Au fil des ans, Richard Blouin a vécu bon nombre de changements. Lorsqu'il est entré à titre de commis junior, tout se faisait à la main. Il n'y avait aucun système informatique. «On faisait du pointage, signale-t-il. C'était un travail d'opération et de contrôle. On vérifiait si les transactions avaient été enregistrées. Il n'y avait même pas d'intérêt quotidien. On le calculait plutôt deux fois par année. Ça pouvait prendre un mois avant qu'on ne termine cette tâche.»
M. Blouin a également vécu la fusion de nombreuses caisses du territoire (Eastman, Mansonville et Magog-Est), qui sont aujourd'hui regroupées sous la raison sociale Caisse Desjardins du Lac-Memphrémagog.
Lorsqu'on lui demande ce dont il se souviendra le plus de son passage chez Desjardins, la réponse vient rapidement. «J'ai beaucoup appris des gens que j'ai eu la chance de côtoyer. Dans la vie, j'ai toujours eu un mentor. Jean-Luc Payeur m'a tout montré de mon métier et je lui en suis reconnaissant. Pour moi, il a été un confrère de travail, mon patron, mais d'abord et avant tout, c'était un ami.»

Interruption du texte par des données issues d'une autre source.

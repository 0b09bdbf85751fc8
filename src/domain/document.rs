//! Pure document helpers used while saving node graphs.

use serde_json::{Map, Value};
use tracing::trace;

use crate::domain::node::Document;

/// Shallow merge: every key of `addition` overwrites the same key in `parent`.
///
/// A non-object `parent` is replaced by an empty object first. A non-object
/// `addition` has no keys and leaves `parent` untouched.
pub fn merge<'a>(parent: &'a mut Document, addition: &Document) -> &'a mut Document {
    let Value::Object(additions) = addition else {
        trace!("merge: ignoring non-object addition");
        return parent;
    };
    if !parent.is_object() {
        *parent = Value::Object(Map::new());
    }
    if let Value::Object(map) = &mut *parent {
        for (key, value) in additions {
            map.insert(key.clone(), value.clone());
        }
    }
    parent
}

/// Null, an empty object and an empty array count as empty documents.
pub fn is_empty(doc: &Document) -> bool {
    match doc {
        Value::Null => true,
        Value::Object(map) => map.is_empty(),
        Value::Array(items) => items.is_empty(),
        _ => false,
    }
}
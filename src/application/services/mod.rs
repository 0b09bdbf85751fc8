//! Application services
//!
//! Concrete service implementations that orchestrate domain logic.
//! Services depend on I/O boundary traits (FileSystem) but are themselves
//! concrete structs, not traits.

mod persistence;

pub use persistence::PersistenceService;
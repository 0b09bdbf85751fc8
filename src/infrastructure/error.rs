//! Infrastructure-level errors (document files and I/O)

use std::path::PathBuf;

use thiserror::Error;

/// Infrastructure errors raised at the persistence boundary.
#[derive(Error, Debug)]
pub enum InfraError {
    #[error("I/O error: {context}")]
    Io {
        context: String,
        #[source]
        source: std::io::Error,
    },

    #[error("cannot parse document {path}: {source}")]
    Parse {
        path: PathBuf,
        #[source]
        source: serde_json::Error,
    },

    #[error("cannot serialize document for {path}: {source}")]
    Serialize {
        path: PathBuf,
        #[source]
        source: serde_json::Error,
    },

    #[error("no file serialized, document empty: {0}")]
    EmptyDocument(PathBuf),
}

impl InfraError {
    /// Create an I/O error with context.
    pub fn io(context: impl Into<String>, source: std::io::Error) -> Self {
        Self::Io {
            context: context.into(),
            source,
        }
    }

    /// Whether the error means the file does not exist.
    pub fn is_not_found(&self) -> bool {
        matches!(self, Self::Io { source, .. } if source.kind() == std::io::ErrorKind::NotFound)
    }
}

/// Result type for infrastructure layer operations.
pub type InfraResult<T> = Result<T, InfraError>;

Gilles Grenier et Jeannot Gagnon ont aussi aidé M. Blouin dans son cheminement. Et que dire de sa famille. «Ma femme et mes deux fils ont su m'épauler et me réconforter», laisse-t-il entendre.
Maintenant que l'heure de la retraite a sonné, Richard Blouin compte prendre du temps pour s'adonner à plusieurs sports, dont le ski et le vélo. Il désire également se développer dans l'une de ses passions, la photographie.
Une chose est certaine. Il demeurera impliqué dans la communauté. «C'est quelque chose que mon travail m'a appris et je compte l'appliquer, même si je suis à la retraite», conclut-il.